Yukarıdaki düşüncelerimi Sinan Akçıl'la paylaştım, biraz da egosunu harekete geçirip ağzından laf almaya çalıştım.
Sinan; Ferhat Göçer, Mustafa Sandal, Gülben Ergen, Ebru Gündeş, Ajda Pekkan, Hadise, Hande Yener, İzel, Ziynet Sali'ye şahane şarkılar yaptı.
Ve bir gün "Sıra bende" dedi. Şimdi, besteci olarak yaşadığı doyumun daha fazlasını yaşadığını söylüyor. Çünkü konserler, karşısında büyük bir kitle ve alkışlar var.
SIRA ARTIK BİZDE"
Sohbet ederken, "Bizler; Serdar, Tarkan ve Kenan'dan sonra gelen kuşağız. Sıra artık bu kuşağa geldi" dedi.
Benim müzik dünyasındaki 'el ele verme' değerlendirmeme de "Herkes akıllandı. Çünkü pasta paylaşılıyor. Dolayısıyla herkes birbirinin projesinde yer alıyor" dedi.
Şimdi Sinan'ın da yüz binlerce hayranı olduğuna göre artık başkalarına şarkı yapar mı? En iyi şarkıyı kendine saklar mı?
İşte bunları merak ettim.
"Enerjisine inandığım, içtenliğini hissettiğim insanlarla elbetteki çalışacağım, onlara şarkı vereceğim" dedikten sonra bombayı patlattı: "Ama Tarkan'a beste vermem. Ancak Tarkan 200-
300 bin dolar bir hayır kurumuna bağışlarsa, o zaman düşünürüm..."

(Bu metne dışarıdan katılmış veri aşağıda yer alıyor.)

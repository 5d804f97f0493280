//! Codec plug-in contract.
//!
//! Concrete codecs live outside this crate. An encoder is a target that
//! writes encoded bytes to a stream; a decoder is a source that reads them.
//! The two agree on format through a [`CodecParams`] string the encoder
//! produces and the decoder consumes.

use std::fmt;
use std::io::{Read, Write};
use std::str::FromStr;

use itertools::Itertools;

use crate::error::{AudioError, Result};
use crate::format::{AudioFormat, ChannelLayout};
use crate::node::{AudioSource, AudioTarget};

/// Ordered `key=value` parameters, rendered space separated:
/// `"samplerate=48000 q=10 framesize=5 channels=2 layout=2"`.
///
/// ```
/// use klangnetz::codec::CodecParams;
/// use klangnetz::AudioFormat;
///
/// let params: CodecParams = "samplerate=48000 q=10 channels=2 layout=2".parse().unwrap();
/// assert_eq!(params.get("q"), Some("10"));
/// assert_eq!(params.format().unwrap(), AudioFormat::stereo(48000));
/// ```
#[derive(Clone, Debug, Default, PartialEq, Eq)]
pub struct CodecParams {
    entries: Vec<(String, String)>,
}

impl CodecParams {
    pub fn new() -> Self {
        Self::default()
    }

    /// The format keys (`samplerate`, `channels`, `layout`) for `format`.
    pub fn from_format(format: &AudioFormat) -> Self {
        Self::new()
            .with("samplerate", format.sample_rate_hz())
            .with("channels", format.channel_count())
            .with("layout", format.layout().code())
    }

    /// Set `key`, replacing an existing value in place (builder pattern).
    pub fn with(mut self, key: &str, value: impl ToString) -> Self {
        self.set(key, value);
        self
    }

    pub fn set(&mut self, key: &str, value: impl ToString) {
        let value = value.to_string();
        match self.entries.iter_mut().find(|(k, _)| k == key) {
            Some(entry) => entry.1 = value,
            None => self.entries.push((key.to_string(), value)),
        }
    }

    pub fn get(&self, key: &str) -> Option<&str> {
        self.entries
            .iter()
            .find(|(k, _)| k == key)
            .map(|(_, v)| v.as_str())
    }

    /// Parse `key` as a number. Missing keys are `Ok(None)`.
    pub fn get_parsed<T: FromStr>(&self, key: &str) -> Result<Option<T>> {
        match self.get(key) {
            None => Ok(None),
            Some(raw) => raw.parse().map(Some).map_err(|_| {
                AudioError::invalid_argument(format!("codec parameter {}={} is not valid", key, raw))
            }),
        }
    }

    pub fn len(&self) -> usize {
        self.entries.len()
    }

    pub fn is_empty(&self) -> bool {
        self.entries.is_empty()
    }

    /// Reconstruct the stream format.
    ///
    /// `samplerate` is required. `channels` defaults to 1; `layout` defaults
    /// to mono, stereo or packed depending on the channel count.
    pub fn format(&self) -> Result<AudioFormat> {
        let rate: u32 = self
            .get_parsed("samplerate")?
            .ok_or_else(|| AudioError::invalid_argument("codec parameters lack samplerate"))?;
        let channels: u8 = self.get_parsed("channels")?.unwrap_or(1);
        let layout = match self.get_parsed::<u8>("layout")? {
            Some(code) => ChannelLayout::from_code(code, channels).ok_or_else(|| {
                AudioError::invalid_argument(format!("unknown channel layout code {}", code))
            })?,
            None => match channels {
                1 => ChannelLayout::Mono,
                2 => ChannelLayout::Stereo,
                n => ChannelLayout::Packed(n),
            },
        };
        let format = AudioFormat::new(rate, layout)?;
        if format.channel_count() != channels {
            return Err(AudioError::invalid_argument(format!(
                "layout {} conflicts with channels={}",
                layout, channels
            )));
        }
        Ok(format)
    }
}

impl fmt::Display for CodecParams {
    fn fmt(&self, f: &mut fmt::Formatter<'_>) -> fmt::Result {
        let rendered = self
            .entries
            .iter()
            .map(|(k, v)| format!("{}={}", k, v))
            .join(" ");
        f.write_str(&rendered)
    }
}

impl FromStr for CodecParams {
    type Err = AudioError;

    fn from_str(s: &str) -> Result<Self> {
        let mut params = CodecParams::new();
        for token in s.split_whitespace() {
            let (key, value) = token.split_once('=').ok_or_else(|| {
                AudioError::invalid_argument(format!("malformed codec parameter '{}'", token))
            })?;
            if key.is_empty() {
                return Err(AudioError::invalid_argument(format!(
                    "codec parameter '{}' has no key",
                    token
                )));
            }
            params.set(key, value);
        }
        Ok(params)
    }
}

/// What a decoder learned while initializing.
#[derive(Clone, Debug, PartialEq)]
pub struct DecoderInit {
    /// Format of the decoded stream; must equal the decoder node's format.
    pub format: AudioFormat,
    /// Bytes of padding skipped before the encoded payload.
    pub skipped_bytes: usize,
}

/// Target that encodes the samples written to it into a byte stream.
pub trait AudioEncoder: AudioTarget {
    fn codec_name(&self) -> &str;

    /// Parameters the matching decoder needs.
    fn codec_params(&self) -> CodecParams;

    /// Attach the output stream. Must be called before the first write.
    fn initialize(&self, sink: Box<dyn Write + Send>) -> Result<()>;

    /// Flush pending samples and finalize the stream.
    fn finish(&self) -> Result<()>;
}

/// Source that decodes a byte stream into samples.
pub trait AudioDecoder: AudioSource {
    fn codec_name(&self) -> &str;

    /// Attach the input stream. Failure is reported as
    /// [`AudioError::CodecInit`], never as a read error.
    fn initialize(&self, stream: Box<dyn Read + Send>, params: &CodecParams) -> Result<DecoderInit>;
}
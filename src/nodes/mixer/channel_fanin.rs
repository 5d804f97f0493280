//! Fan-in mixer for inputs already in the mixer's sample rate

use std::sync::{Arc, Weak};

use delegate::delegate;
use rtrb::Consumer;

use crate::error::{AudioError, Result};
use crate::format::AudioFormat;
use crate::graph::AudioGraph;
use crate::node::{AudioNode, AudioSource, NodeCore, ReadResult};
use crate::port::OutputPort;

use super::{ChannelFinished, ChannelToken, MixerCore, MixerNode, SlotId, SlotPlan};

/// Per-input channel routing: `(input_channel, output_channel, gain)`.
///
/// An input channel may feed several outputs and an output may receive
/// several inputs; the contributions add up.
#[derive(Clone, Debug, Default, PartialEq)]
pub struct ChannelRouting {
    routes: Vec<(usize, usize, f32)>,
}

impl ChannelRouting {
    pub fn new() -> Self {
        Self::default()
    }

    /// Add a route from `input_channel` to `output_channel`.
    pub fn route(mut self, input_channel: usize, output_channel: usize, gain: f32) -> Self {
        self.routes.push((input_channel, output_channel, gain));
        self
    }

    /// Channel `n` to channel `n` at unity gain, for the first `channels`.
    pub fn identity(channels: usize) -> Self {
        Self {
            routes: (0..channels).map(|ch| (ch, ch, 1.0)).collect(),
        }
    }

    pub fn routes(&self) -> &[(usize, usize, f32)] {
        &self.routes
    }

    pub fn is_empty(&self) -> bool {
        self.routes.is_empty()
    }

    /// Check every route against the channel counts on both sides.
    pub fn validate(&self, input_channels: usize, output_channels: usize) -> Result<()> {
        for &(input_ch, output_ch, gain) in &self.routes {
            if input_ch >= input_channels {
                return Err(AudioError::invalid_argument(format!(
                    "route reads input channel {} of {}",
                    input_ch, input_channels
                )));
            }
            if output_ch >= output_channels {
                return Err(AudioError::invalid_argument(format!(
                    "route writes output channel {} of {}",
                    output_ch, output_channels
                )));
            }
            if !gain.is_finite() {
                return Err(AudioError::invalid_argument(format!(
                    "route {} -> {} has gain {}",
                    input_ch, output_ch, gain
                )));
            }
        }
        Ok(())
    }
}

/// Mixer whose inputs share its sample rate.
///
/// Without a routing an input must match the mixer's format exactly. With a
/// [`ChannelRouting`] any channel count is accepted and each input channel
/// lands wherever the routing sends it.
///
/// # Example
///
/// ```
/// use klangnetz::{AudioFormat, AudioGraph, AudioSource, ReadResult};
/// use klangnetz::nodes::{ChannelFaninMixer, FixedSampleSource};
///
/// let graph = AudioGraph::builder().build();
/// let format = AudioFormat::mono(8000);
/// let mixer = ChannelFaninMixer::new(&graph, "mix", format).unwrap();
/// let a = FixedSampleSource::new(&graph, "a", format, vec![0.25, 0.25]).unwrap();
/// let b = FixedSampleSource::new(&graph, "b", format, vec![0.5]).unwrap();
/// mixer.add_input(a, Some("a".into()), true).unwrap();
/// mixer.add_input(b, None, true).unwrap();
///
/// let mut out = [0.0; 4];
/// assert_eq!(mixer.read(&mut out).unwrap(), ReadResult::Read(2));
/// assert_eq!(out, [0.75, 0.25, 0.0, 0.0]);
/// ```
pub struct ChannelFaninMixer {
    core: NodeCore,
    output: OutputPort,
    mix: MixerCore,
}

impl ChannelFaninMixer {
    pub fn new(graph: &Arc<AudioGraph>, name: &str, format: AudioFormat) -> Result<Arc<Self>> {
        let core = NodeCore::new(graph, name, format)?;
        Ok(Arc::new_cyclic(|me: &Weak<Self>| {
            let source: Weak<dyn AudioSource> = me.clone();
            let host: Weak<dyn MixerNode> = me.clone();
            Self {
                core,
                output: OutputPort::new(source),
                mix: MixerCore::new(name, format, host),
            }
        }))
    }

    /// Keep producing silence after every input has finished.
    pub fn with_read_forever(self: Arc<Self>, forever: bool) -> Arc<Self> {
        self.mix.set_read_forever(forever);
        self
    }

    pub fn with_max_staged_frames(self: Arc<Self>, frames: usize) -> Arc<Self> {
        self.mix.set_max_staged_frames(frames);
        self
    }

    /// Mix `input` in unchanged. Its format must equal the mixer's.
    ///
    /// With `owns_input` the mixer disposes the input once it finishes, or
    /// when the mixer is cleared or disposed.
    pub fn add_input(
        &self,
        input: Arc<dyn AudioSource>,
        token: Option<ChannelToken>,
        owns_input: bool,
    ) -> Result<SlotId> {
        self.mix.ensure_accepting()?;
        self.check_rate(&*input)?;
        if input.format() != self.core.format() {
            return Err(AudioError::invalid_argument(format!(
                "input '{}' is {}, mixer '{}' is {}",
                input.name(),
                input.format(),
                self.core.name(),
                self.core.format()
            )));
        }
        let plan = SlotPlan {
            routing: None,
            format: input.format(),
            chain: Vec::new(),
        };
        self.mix.add_slot(input, token, owns_input, plan)
    }

    /// Mix `input` in through `routing`.
    pub fn add_routed_input(
        &self,
        input: Arc<dyn AudioSource>,
        token: Option<ChannelToken>,
        owns_input: bool,
        routing: ChannelRouting,
    ) -> Result<SlotId> {
        self.mix.ensure_accepting()?;
        self.check_rate(&*input)?;
        routing.validate(input.format().channels(), self.core.channels())?;
        let plan = SlotPlan {
            routing: Some(routing),
            format: input.format(),
            chain: Vec::new(),
        };
        self.mix.add_slot(input, token, owns_input, plan)
    }

    fn check_rate(&self, input: &dyn AudioSource) -> Result<()> {
        let rate = input.format().sample_rate_hz();
        if rate != self.core.format().sample_rate_hz() {
            return Err(AudioError::invalid_argument(format!(
                "input '{}' runs at {}Hz, mixer '{}' at {}Hz",
                input.name(),
                rate,
                self.core.name(),
                self.core.format().sample_rate_hz()
            )));
        }
        Ok(())
    }

    delegate! {
        to self.mix {
            /// Detach an input without disposing it, handing it back to the
            /// caller. Returns false if the slot is unknown.
            pub fn remove_input(&self, slot: SlotId) -> bool;
            /// Remove every input, disposing the owned ones.
            pub fn clear(&self);
            pub fn input_count(&self) -> usize;
            /// Subscribe to per-input exhaustion of tokened inputs.
            pub fn channel_finished_events(&self, capacity: usize) -> Consumer<ChannelFinished>;
            pub fn read_forever(&self) -> bool;
            pub fn set_read_forever(&self, forever: bool);
            pub fn max_staged_frames(&self) -> usize;
            pub fn set_max_staged_frames(&self, frames: usize);
            /// Emit everything staged by pushing inputs, then flush downstream.
            pub fn flush(&self) -> Result<()>;
        }
    }
}

impl AudioNode for ChannelFaninMixer {
    fn core(&self) -> &NodeCore {
        &self.core
    }

    fn as_source(&self) -> Option<&dyn AudioSource> {
        Some(self)
    }

    fn on_dispose(&self) {
        self.mix.clear();
    }
}

impl AudioSource for ChannelFaninMixer {
    fn output(&self) -> &OutputPort {
        &self.output
    }

    fn read_samples(&self, buffer: &mut [f32]) -> Result<ReadResult> {
        self.mix.read_mix(buffer)
    }
}

impl MixerNode for ChannelFaninMixer {
    fn mixer(&self) -> &MixerCore {
        &self.mix
    }
}

#[cfg(test)]
mod tests {
    use super::*;
    use crate::nodes::{FixedSampleSource, SilenceSource};

    fn mono() -> AudioFormat {
        AudioFormat::mono(8000)
    }

    #[test]
    fn routing_validation() {
        let routing = ChannelRouting::new().route(0, 1, 1.0);
        assert!(routing.validate(1, 2).is_ok());
        assert!(matches!(routing.validate(1, 1), Err(AudioError::InvalidArgument(_))));
        let routing = ChannelRouting::new().route(2, 0, 1.0);
        assert!(matches!(routing.validate(2, 2), Err(AudioError::InvalidArgument(_))));
        let routing = ChannelRouting::new().route(0, 0, f32::NAN);
        assert!(routing.validate(1, 1).is_err());
    }

    #[test]
    fn rejects_other_rates_and_formats() {
        let graph = AudioGraph::builder().build();
        let mixer = ChannelFaninMixer::new(&graph, "mix", mono()).unwrap();
        let fast = SilenceSource::new(&graph, "fast", AudioFormat::mono(16000)).unwrap();
        let wide = SilenceSource::new(&graph, "wide", AudioFormat::stereo(8000)).unwrap();
        assert!(matches!(
            mixer.add_input(fast, None, false),
            Err(AudioError::InvalidArgument(_))
        ));
        assert!(matches!(
            mixer.add_input(wide.clone(), None, false),
            Err(AudioError::InvalidArgument(_))
        ));
        let routing = ChannelRouting::new().route(0, 0, 0.5).route(1, 0, 0.5);
        assert!(mixer.add_routed_input(wide, None, false, routing).is_ok());
        assert_eq!(mixer.input_count(), 1);
    }

    #[test]
    fn routed_stereo_downmix() {
        let graph = AudioGraph::builder().build();
        let mixer = ChannelFaninMixer::new(&graph, "mix", mono()).unwrap();
        let stereo =
            FixedSampleSource::new(&graph, "st", AudioFormat::stereo(8000), vec![1.0, 0.0, 0.5, 0.5])
                .unwrap();
        let routing = ChannelRouting::new().route(0, 0, 0.5).route(1, 0, 0.5);
        mixer.add_routed_input(stereo, None, true, routing).unwrap();

        let mut out = [0.0; 2];
        assert_eq!(mixer.read(&mut out).unwrap(), ReadResult::Read(2));
        assert_eq!(out, [0.5, 0.5]);
    }

    #[test]
    fn no_inputs_reads_empty() {
        let graph = AudioGraph::builder().build();
        let mixer = ChannelFaninMixer::new(&graph, "mix", mono()).unwrap();
        let mut out = [1.0; 4];
        assert_eq!(mixer.read(&mut out).unwrap(), ReadResult::Empty);
        assert_eq!(out, [0.0; 4]);
    }

    #[test]
    fn finished_mixer_refuses_inputs() {
        let graph = AudioGraph::builder().build();
        let mixer = ChannelFaninMixer::new(&graph, "mix", mono()).unwrap();
        let a = FixedSampleSource::new(&graph, "a", mono(), vec![0.1]).unwrap();
        mixer.add_input(a, None, true).unwrap();

        let mut out = [0.0; 4];
        assert_eq!(mixer.read(&mut out).unwrap(), ReadResult::Read(1));
        assert_eq!(mixer.read(&mut out).unwrap(), ReadResult::Finished);

        let b = FixedSampleSource::new(&graph, "b", mono(), vec![0.1]).unwrap();
        assert!(matches!(
            mixer.add_input(b, None, true),
            Err(AudioError::InvalidState(_))
        ));
    }

    #[test]
    fn removed_input_is_returned_live() {
        let graph = AudioGraph::builder().build();
        let mixer = ChannelFaninMixer::new(&graph, "mix", mono()).unwrap();
        let a = FixedSampleSource::new(&graph, "a", mono(), vec![0.1, 0.2]).unwrap();
        let slot = mixer.add_input(a.clone(), None, true).unwrap();
        assert!(a.output().is_connected());

        assert!(mixer.remove_input(slot));
        assert!(!mixer.remove_input(slot));
        assert!(!a.is_disposed());
        assert!(!a.output().is_connected());

        let mut out = [0.0; 2];
        assert_eq!(a.read(&mut out).unwrap(), ReadResult::Read(2));
        // removal alone never ends the mix
        assert_eq!(mixer.read(&mut out).unwrap(), ReadResult::Empty);
    }
}
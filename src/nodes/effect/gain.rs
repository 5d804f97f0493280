//! Gain/volume control effect

use std::sync::Arc;

use parking_lot::Mutex;

use crate::error::Result;
use crate::format::AudioFormat;
use crate::graph::AudioGraph;
use crate::node::{AudioNode, AudioSource, AudioTarget, NodeCore, ReadResult};
use crate::nodes::pipe_ports;
use crate::port::{InputPort, OutputPort};

struct GainState {
    gain: f32,
    /// Smoothing to prevent clicks on rapid gain changes
    smoothed_gain: f32,
    /// Smoothing coefficient (0.0 = instant, 1.0 = no change)
    smooth_coeff: f32,
}

impl GainState {
    /// Scale interleaved frames in place. All channels of a frame share one
    /// gain value.
    fn apply(&mut self, samples: &mut [f32], channels: usize) {
        let target = self.gain;
        let coeff = self.smooth_coeff;
        let mut gain = self.smoothed_gain;
        for frame in samples.chunks_exact_mut(channels) {
            gain = target + coeff * (gain - target);
            frame.iter_mut().for_each(|s| *s *= gain);
        }
        self.smoothed_gain = gain;
    }
}

/// A gain (volume) pipe that scales every sample passing through it.
pub struct Gain {
    core: NodeCore,
    input: InputPort,
    output: OutputPort,
    state: Mutex<GainState>,
}

impl Gain {
    /// Create a new gain node with the specified gain value
    pub fn new(
        graph: &Arc<AudioGraph>,
        name: &str,
        format: AudioFormat,
        gain: f32,
    ) -> Result<Arc<Self>> {
        let core = NodeCore::new(graph, name, format)?;
        Ok(Arc::new_cyclic(|me| {
            let (input, output) = pipe_ports(me);
            Self {
                core,
                input,
                output,
                state: Mutex::new(GainState {
                    gain,
                    smoothed_gain: gain,
                    smooth_coeff: 0.995, // ~4ms at 48kHz
                }),
            }
        }))
    }

    /// Set the smoothing time in milliseconds
    pub fn with_smoothing_ms(self: Arc<Self>, ms: f32) -> Arc<Self> {
        // after `ms` milliseconds the gain has covered ~63% of a step
        let samples = (ms / 1000.0) * self.core.format().sample_rate_hz() as f32;
        self.state.lock().smooth_coeff = if samples > 0.0 {
            (-1.0 / samples).exp()
        } else {
            0.0
        };
        self
    }

    /// Disable smoothing for instant gain changes
    pub fn without_smoothing(self: Arc<Self>) -> Arc<Self> {
        self.state.lock().smooth_coeff = 0.0;
        self
    }

    pub fn set_gain(&self, gain: f32) {
        self.state.lock().gain = gain;
    }

    #[inline]
    pub fn gain(&self) -> f32 {
        self.state.lock().gain
    }
}

impl AudioNode for Gain {
    fn core(&self) -> &NodeCore {
        &self.core
    }

    fn as_source(&self) -> Option<&dyn AudioSource> {
        Some(self)
    }

    fn as_target(&self) -> Option<&dyn AudioTarget> {
        Some(self)
    }
}

impl AudioSource for Gain {
    fn output(&self) -> &OutputPort {
        &self.output
    }

    fn read_samples(&self, buffer: &mut [f32]) -> Result<ReadResult> {
        let result = self.input.read(buffer)?;
        if let ReadResult::Read(n) = result {
            let channels = self.core.channels();
            self.state.lock().apply(&mut buffer[..n * channels], channels);
        }
        Ok(result)
    }
}

impl AudioTarget for Gain {
    fn input(&self) -> &InputPort {
        &self.input
    }

    fn write_samples(&self, buffer: &[f32]) -> Result<usize> {
        let mut scaled = buffer.to_vec();
        self.state.lock().apply(&mut scaled, self.core.channels());
        self.output.write(&scaled)
    }

    fn flush_samples(&self) -> Result<()> {
        self.output.flush()
    }

    fn on_upstream_finished(&self) -> Result<()> {
        self.output.notify_finished()
    }
}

Sinan'ın bu sözleri size de uçuk geldi mi?
İlk anda bana da öyle geldi. Ama sonra açıkladı durumu: "İyi bir şarkı yaptıysam o hakkı kendimden yana kullanırım. Çünkü ikimize olacak şarkılar aynı çizgide. İşte bunun için vermem."
Evet, Sinan haklı... Şarkıcılık kariyerinde bir meydan okuma seziliyor ama benim yukarıda yazdıklarım da doğrulanıyor: Besteciler el üstünde tutulacak ve kendi albümünü yapan her durumda kazançlı çıkacak...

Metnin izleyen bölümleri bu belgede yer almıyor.